LVII

Una nube de polvo invadió la habitación y me envolvió. Me quedé suspendida encima de un espacio vacío. Unas fuertes manos me agarraron antes de que perdiera el equilibrio. Tiberio tiró de mí y me puso a salvo. Uno de nosotros estaba llorando por la conmoción: hasta podría haber sido él.

Oímos unos ruidos terribles cuando el balcón aterrizó con todo su peso. Hubo vocerío abajo en el callejón. Y después, silencio.

El mensajero me giró para inspeccionarme. Pidió disculpas. Pedí disculpas. Él por no informarme del plan y yo por no entenderlo. Eso ya estaba hecho. Ninguno de los dos tocaría más el tema.

Me dijo que tenía que bajar. Comprendí el motivo. Debía seguirlo en cuanto pudiera. Me dejó. Cuando se alejaron sus pasos apremiantes, no pude aguantar estar allí sola y, a pesar de sentirme aún frágil, fui detrás de él.

En la plaza de la Fuente había una montaña de escombros, pero nada terrible para la vista. Los vigiles habían tapado el cuerpo. Por suerte, nadie más había resultado herido. Tiberio vino con rapidez para confirmarme que todo había acabado: fue considerado de su parte.

Me llevaron a casa de mi padre, donde pasé la noche y todo el día siguiente. Incluso después de que el despacho fuera arreglado, pasaría un tiempo hasta que quisiera volver, quizá no lo hiciera nunca. Mi piso también estaba lleno de recuerdos. Necesitaba readaptarme antes de poderme sentir cómoda allí dentro.

* * *

Las Cerealias se estaban acabando, así que esa noche, en el Circo, tendría lugar una gran carrera de cuadrigas. Sería el último evento de los Juegos que tendría que supervisar el edil. Envió entradas para mi familia, pero nadie fue. Me quedé en la casa tranquila hasta el día siguiente después de comer. Todos se iban a ir a nuestra villa en la playa y me iban a llevar con ellos.

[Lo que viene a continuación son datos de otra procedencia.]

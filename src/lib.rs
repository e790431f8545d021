#![deny(clippy::all)]

//! WebCodecs API surface for Rust
//!
//! This crate reproduces the WebCodecs contract - codec lifecycle, queueing,
//! ordering and error semantics - on top of a host-provided native media
//! library reached through the `backend` interface.

// Consumed codec-library interface (traits, exchange records, instance pool)
pub mod backend;

// Safe codec wrappers over backend handles
pub mod codec;

// WebCodecs API surface
pub mod webcodecs;

// Re-export WebCodecs types at crate root
pub use webcodecs::{
  // Environment selection
  resolve_environment,
  // Audio types
  AudioData,
  AudioDataCopyToOptions,
  AudioDataInit,
  AudioDecoder,
  AudioDecoderConfig,
  AudioDecoderInit,
  AudioDecoderSupport,
  AudioEncoder,
  AudioEncoderConfig,
  AudioEncoderInit,
  AudioEncoderSupport,
  AudioSampleFormat,
  CodecState,
  EncodedAudioChunk,
  EncodedAudioChunkInit,
  EncodedAudioChunkMetadata,
  EncodedAudioChunkType,
  EncodedVideoChunk,
  EncodedVideoChunkInit,
  EncodedVideoChunkMetadata,
  EncodedVideoChunkType,
  Environment,
  Error,
  FlushHandle,
  // Video types
  VideoDecoder,
  VideoDecoderConfig,
  VideoDecoderInit,
  VideoDecoderSupport,
  VideoEncoder,
  VideoEncoderConfig,
  VideoEncoderEncodeOptions,
  VideoEncoderInit,
  VideoEncoderSupport,
  VideoFrame,
  VideoFrameBufferInit,
  VideoFrameCopyToOptions,
  VideoFrameInit,
  VideoFrameRect,
  VideoLatencyMode,
  VideoPixelFormat,
};
//! VideoDecoder - WebCodecs codec state machine
//!
//! Decodes EncodedVideoChunk payloads into VideoFrames through the backend
//! library, at the fixed 1/1000 time base.

use std::sync::{Arc, Mutex};

use tracing::{debug, warn};

use crate::backend::{self, Packet, Rational};
use crate::codec::{DecoderConfig, DecoderContext};

use super::audio_decoder::{DequeueCallback, ErrorCallback};
use super::codec_string::parse_video_codec_string;
use super::control::{flush_channel, CodecSignals, CodecState, ControlQueue, FlushHandle};
use super::error::{abort_error, encoding_error, invalid_state_error, not_supported_error, Result};
use super::{EncodedVideoChunk, VideoDecoderConfig, VideoDecoderSupport, VideoFrame};

/// Callback receiving each decoded VideoFrame
pub type VideoFrameOutput = Box<dyn FnMut(VideoFrame) + Send>;

/// VideoDecoder init record: the two required callbacks
pub struct VideoDecoderInit {
  pub output: VideoFrameOutput,
  pub error: ErrorCallback,
}

struct Shared {
  context: Option<DecoderContext>,
  library: Option<backend::LibraryLease>,
  /// Display aspect override from the configuration
  display_aspect: Option<backend::Fraction>,
  output: VideoFrameOutput,
  error: ErrorCallback,
  dequeue: Option<DequeueCallback>,
  error_fired: bool,
  signals: Arc<CodecSignals>,
}

impl Shared {
  fn fail(&mut self, err: super::Error) {
    self.context = None;
    self.library = None;
    self.signals.state.set(CodecState::Closed);
    if !self.error_fired {
      self.error_fired = true;
      warn!(error = %err, "video decoder closed on error");
      (self.error)(err);
    }
  }

  fn finish_step(&mut self) {
    self.signals.decrement_queue();
    if let Some(callback) = self.dequeue.as_mut() {
      callback();
    }
  }

  fn deliver(&mut self, frames: Vec<backend::Frame>) {
    for frame in frames {
      let timestamp = Rational::MILLIS.ticks_to_us(frame.pts);
      match VideoFrame::from_backend_frame(&frame, timestamp, self.display_aspect) {
        Ok(video_frame) => (self.output)(video_frame),
        Err(err) => {
          self.fail(err);
          return;
        }
      }
    }
  }
}

/// WebCodecs-style video decoder
pub struct VideoDecoder {
  shared: Arc<Mutex<Shared>>,
  queue: ControlQueue<Shared>,
  signals: Arc<CodecSignals>,
}

impl VideoDecoder {
  pub fn new(init: VideoDecoderInit) -> Self {
    let signals = CodecSignals::new();
    let shared = Arc::new(Mutex::new(Shared {
      context: None,
      library: None,
      display_aspect: None,
      output: init.output,
      error: init.error,
      dequeue: None,
      error_fired: false,
      signals: signals.clone(),
    }));
    let queue = ControlQueue::spawn(shared.clone());
    Self {
      shared,
      queue,
      signals,
    }
  }

  pub fn state(&self) -> CodecState {
    self.signals.state.get()
  }

  /// Number of pending decode steps
  pub fn decode_queue_size(&self) -> u32 {
    self.signals.queue_size()
  }

  /// Install or clear the dequeue event callback
  pub fn set_ondequeue(&self, callback: Option<DequeueCallback>) {
    if let Ok(mut shared) = self.shared.lock() {
      shared.dequeue = callback;
    }
  }

  /// Configure the decoder; enqueues the backend init
  pub fn configure(&self, config: &VideoDecoderConfig) -> Result<()> {
    if self.signals.state.get() == CodecState::Closed {
      return Err(invalid_state_error("decoder is closed"));
    }
    let parsed = parse_video_codec_string(&config.codec)?;

    self.signals.state.set(CodecState::Configured);
    let epoch = self.signals.epoch();
    debug!(codec = %config.codec, "video decoder configure");

    match parsed {
      None => {
        let codec = config.codec.clone();
        self.queue.enqueue(move |shared| {
          if shared.signals.epoch() != epoch {
            return;
          }
          shared.fail(not_supported_error(&format!(
            "unsupported video codec: {}",
            codec
          )));
        });
      }
      Some(parsed) => {
        let decoder_config = DecoderConfig {
          codec: parsed.backend.to_string(),
          sample_rate: 0,
          channels: 0,
          extradata: config.description.clone(),
          coded_width: config.coded_width.unwrap_or(0),
          coded_height: config.coded_height.unwrap_or(0),
          low_delay: config.optimize_for_latency.unwrap_or(false),
        };
        let display_aspect = match (config.display_aspect_width, config.display_aspect_height) {
          (Some(w), Some(h)) if w > 0 && h > 0 => {
            Some(backend::Fraction::new(w as u64, h as u64))
          }
          _ => None,
        };
        self.queue.enqueue(move |shared| {
          if shared.signals.epoch() != epoch {
            return;
          }
          shared.context = None;
          shared.library = None;
          let lease = match backend::acquire() {
            Some(lease) => lease,
            None => {
              shared.fail(not_supported_error("no codec library installed"));
              return;
            }
          };
          match DecoderContext::open(&*lease, &decoder_config) {
            Ok(context) => {
              shared.context = Some(context);
              shared.library = Some(lease);
              shared.display_aspect = display_aspect;
            }
            Err(err) => shared.fail(not_supported_error(&err.to_string())),
          }
        });
      }
    }
    Ok(())
  }

  /// Decode one chunk; increments the queue counter synchronously
  pub fn decode(&self, chunk: &EncodedVideoChunk) -> Result<()> {
    if self.signals.state.get() != CodecState::Configured {
      return Err(invalid_state_error("decoder is not configured"));
    }

    self.signals.increment_queue();
    let data = chunk.payload().to_vec();
    let pts = Rational::MILLIS.ticks_from_us(chunk.timestamp());
    let duration = chunk
      .duration()
      .map(|d| Rational::MILLIS.ticks_from_us(d))
      .unwrap_or(0);
    let key = chunk.chunk_type() == super::EncodedVideoChunkType::Key;
    let epoch = self.signals.epoch();

    self.queue.enqueue(move |shared| {
      if shared.signals.epoch() != epoch || shared.error_fired {
        shared.finish_step();
        return;
      }
      let mut packet = Packet::new(data, pts);
      packet.duration = duration;
      packet.key = key;

      let result = match shared.context.as_mut() {
        Some(context) => context.decode(Some(&packet)),
        None => {
          shared.finish_step();
          return;
        }
      };
      shared.finish_step();
      match result {
        Ok(frames) => shared.deliver(frames),
        Err(err) => shared.fail(encoding_error(&err.to_string())),
      }
    });
    Ok(())
  }

  /// Drain the backend and deliver residual output
  pub fn flush(&self) -> Result<FlushHandle> {
    if self.signals.state.get() != CodecState::Configured {
      return Err(invalid_state_error("decoder is not configured"));
    }
    let (resolver, handle) = flush_channel();
    let epoch = self.signals.epoch();

    self.queue.enqueue(move |shared| {
      if shared.signals.epoch() != epoch || shared.error_fired {
        let _ = resolver.send(Err(abort_error("flush aborted")));
        return;
      }
      let result = match shared.context.as_mut() {
        Some(context) => context.flush(),
        None => {
          let _ = resolver.send(Err(invalid_state_error("decoder has no backend context")));
          return;
        }
      };
      match result {
        Ok(frames) => {
          shared.deliver(frames);
          let _ = resolver.send(Ok(()));
        }
        Err(err) => {
          let error = encoding_error(&err.to_string());
          shared.fail(error.clone());
          let _ = resolver.send(Err(error));
        }
      }
    });
    Ok(handle)
  }

  /// Return to Unconfigured, abandoning queued work
  pub fn reset(&self) -> Result<()> {
    if self.signals.state.get() == CodecState::Closed {
      return Err(invalid_state_error("decoder is closed"));
    }
    self.signals.state.set(CodecState::Unconfigured);
    self.signals.bump_epoch();
    debug!("video decoder reset");
    self.queue.enqueue(|shared| {
      shared.context = None;
      shared.library = None;
    });
    Ok(())
  }

  /// Terminal close; idempotent, reports no error
  pub fn close(&self) {
    self.signals.state.set(CodecState::Closed);
    self.signals.bump_epoch();
    debug!("video decoder close");
    self.queue.enqueue(|shared| {
      shared.context = None;
      shared.library = None;
    });
  }

  /// Probe whether a configuration is supported (init + free)
  pub fn is_config_supported(config: &VideoDecoderConfig) -> Result<VideoDecoderSupport> {
    let supported = match parse_video_codec_string(&config.codec)? {
      None => false,
      Some(parsed) => match backend::acquire() {
        None => false,
        Some(lease) => {
          let decoder_config = DecoderConfig {
            codec: parsed.backend.to_string(),
            sample_rate: 0,
            channels: 0,
            extradata: config.description.clone(),
            coded_width: config.coded_width.unwrap_or(0),
            coded_height: config.coded_height.unwrap_or(0),
            low_delay: config.optimize_for_latency.unwrap_or(false),
          };
          DecoderContext::open(&*lease, &decoder_config).is_ok()
        }
      },
    };
    Ok(VideoDecoderSupport {
      supported,
      config: config.clone(),
    })
  }
}

impl std::fmt::Debug for VideoDecoder {
  fn fmt(&self, f: &mut std::fmt::Formatter<'_>) -> std::fmt::Result {
    f.debug_struct("VideoDecoder")
      .field("state", &self.state())
      .field("decode_queue_size", &self.decode_queue_size())
      .finish()
  }
}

Había cosas que necesitaba recoger de mi piso. Fui yo sola, esa misma tarde, recorriendo con tranquilidad las Escaleras de Casio. Primero, pasé por el puesto de los vigiles, donde me dijeron que Morelo estaba tocado, pero que había sobrevivido. Estaba en su casa y, como me dijeron que su recuperación era lenta, le dejé recuerdos y decidí no molestar a su mujer, Pulia. En busca de tranquilidad, me dirigí al recinto vacío del Armilustrio. Me senté en el banco de siempre y me quedé reflexionando un largo rato.

Seguía allí y estaba empezando a aborrecer mi soledad, cuando oí unos pasos. No miré. Una mujer sola debería evitar el contacto visual con desconocidos. Pero eso no quiere decir que el sujeto fuera un desconocido. Conocía al hombre. Sabía exactamente quién era, aunque nunca antes lo había visto vestido de un blanco tan resplandeciente, con las amplias franjas púrpuras rematando su exuberante toga. Estaba guapo. Muy guapo. Podía llevar togas con confianza. Como era habitual, no tenía guardaespaldas, pero tampoco los necesitaba. En virtud de su alto cargo, su persona era sacrosanta.

Cuando por fin lo miré, sabía que tendría ojos grises y que, al final de su brazo izquierdo, doblado de manera relajada para aguantar los pesados pliegues de la toga, habría una mano con una cicatriz permanente. Él era, como me esperaba, Tiberio Manlio Fausto, el edil plebeyo.